There was also discussion of the possible necessity of a resolution in the Security Council to take the item off the agenda. Mr. Hickerson pointed out with Tsiang as President this month this might get us into a long and unfortunate debate in the Security Council and this should be avoided. It was agreed that Mr. Hickerson and Mr. Younger would sound out the views of the French and the Norwegians in New York and see whether this technicality could be dispensed with.

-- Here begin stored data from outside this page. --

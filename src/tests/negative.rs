use crate::{Triangulation, TriangulationError};

#[test]
fn no_contours() {
    let contours: Vec<Vec<[f64; 2]>> = Vec::new();
    assert!(matches!(
        Triangulation::with_seed(&contours, 0),
        Err(TriangulationError::NotEnoughVertices { contour: 0, count: 0 })
    ));
}

#[test]
fn contour_with_two_vertices() {
    let contours = vec![vec![[0.0f64, 0.0], [1.0, 1.0]]];
    assert!(matches!(
        Triangulation::with_seed(&contours, 0),
        Err(TriangulationError::NotEnoughVertices { contour: 0, count: 2 })
    ));
}

#[test]
fn short_hole_is_rejected_too() {
    let contours = vec![
        vec![[0.0f64, 0.0], [4.0, 0.0], [4.0, 4.0], [0.0, 4.0]],
        vec![[1.0, 1.0], [2.0, 2.0]],
    ];
    assert!(matches!(
        Triangulation::with_seed(&contours, 0),
        Err(TriangulationError::NotEnoughVertices { contour: 1, count: 2 })
    ));
}

#[test]
fn repeated_consecutive_point() {
    let contours = vec![vec![[0.0f64, 0.0], [1.0, 0.0], [1.0, 0.0], [0.0, 1.0]]];
    assert!(matches!(
        Triangulation::with_seed(&contours, 0),
        Err(TriangulationError::RepeatedVertex { contour: 0, vertex: 1 })
    ));
}

#[test]
fn closing_point_must_not_repeat_the_first() {
    let contours = vec![vec![[0.0f64, 0.0], [1.0, 0.0], [1.0, 1.0], [0.0, 0.0]]];
    assert!(matches!(
        Triangulation::with_seed(&contours, 0),
        Err(TriangulationError::RepeatedVertex { contour: 0, vertex: 3 })
    ));
}

#[test]
fn clockwise_outer_contour() {
    let contours = vec![vec![[0.0f64, 0.0], [0.0, 1.0], [1.0, 1.0], [1.0, 0.0]]];
    assert!(matches!(
        Triangulation::with_seed(&contours, 0),
        Err(TriangulationError::InvalidWinding { contour: 0 })
    ));
}

#[test]
fn counter_clockwise_hole() {
    let contours = vec![
        vec![[0.0f64, 0.0], [4.0, 0.0], [4.0, 4.0], [0.0, 4.0]],
        vec![[1.0, 1.0], [3.0, 1.0], [3.0, 3.0], [1.0, 3.0]],
    ];
    assert!(matches!(
        Triangulation::with_seed(&contours, 0),
        Err(TriangulationError::InvalidWinding { contour: 1 })
    ));
}

#[test]
fn a_bare_triangle_still_works() {
    let contours = vec![vec![[0.0f64, 0.0], [2.0, 0.0], [1.0, 2.0]]];
    let t = Triangulation::with_seed(&contours, 0).expect("Triangulation failed");
    assert_eq!(t.triangles().len(), 1);
    assert_eq!(t.triangles()[0].len(), 3);
}

#[test]
fn errors_format_usefully() {
    let contours = vec![vec![[0.0f64, 0.0], [0.0, 1.0], [1.0, 1.0], [1.0, 0.0]]];
    let err = Triangulation::with_seed(&contours, 0).unwrap_err();
    let msg = err.to_string();
    assert!(msg.contains("counter-clockwise"), "unexpected message: {}", msg);
}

Mr. Younger pointed out it was possible to begin the debate in the General Assembly regardless of Security Council action. He, however, expressed some doubt as to whether the resolution should be filed today. He suggested that certain changes ought to be made. He thought the part of it relating to the Chinese border now would seem rather silly although it was applicable to the question of bombing. Mr. Hickerson thought it desirable to leave it alone except for a few editorial changes and Sir Oliver supported this to show that we had not altered the attitude which we had already taken in the Security Council.

Sir Oliver suggested that, in the discussion of the Far Eastern question this afternoon, we should face the fundamental difficulties of view. The attitudes of the two governments on current action are conditioned by their long-range views on China. These views are different. We needn’t try to find a complete accommodation on the long-range results, but at least the United States should make the United Kingdom say what they think about China and then the United States should point out any fallacies. The United Kingdom view is that nationalism is virulent in China, that it has been transferred from Chiang to the Chinese Communists. They believe that they are both communists and Chinese, just as Tito is both a Yugoslav and a communist. The Russians were very clever in cloaking their aid to the Chinese Communists so that they have had the impression that they achieved their power by themselves. The Chinese are expansionists and have been for a long time. They now have the power to carry out this aim, and they are using it. Our main effort must be to direct that expansion in one way or another. It was therefore very important to determine our attitudes and actions toward the Chinese. If you put up a gallant fight ending up in a Chinese victory in Korea and then go on promoting friction with them by economic sanctions, etc., we don’t see where we come out. He stressed British opinion, not in terms of the wilder views appearing in the press, but the sounder judgment on the future of China. This British opinion felt that there was coincidence between Chinese and Russian views rather [Page 1392] than Chinese subservience to Russian views. If we could talk these things out, it might lead to real accommodation. The Secretary said this was correct, but we must also consider the effect of immediate actions on our long-range views. He did not think the United Kingdom would find there was a vast difference in our views regarding the result of the policy of friction. The first point is what is the cost in terms of our security in the island chain, which is very important. The second point is the whole attitude of approval of our current action. We have nursed them for 50 years of friendliness and now find them bitter against us. We feel that we want to see the Chinese Communists prove that they are our friends. Their enmity would in the long run hurt them more than it would us.

The significance of a cease-fire is the cessation of hostilities, a fact from which many other things grow. Under those circumstances, we could not carry hostilities against them.

It was agreed that Mr. Hickerson and Mr. Younger would make a brief Minute which the President and the Prime Minister could approve this afternoon.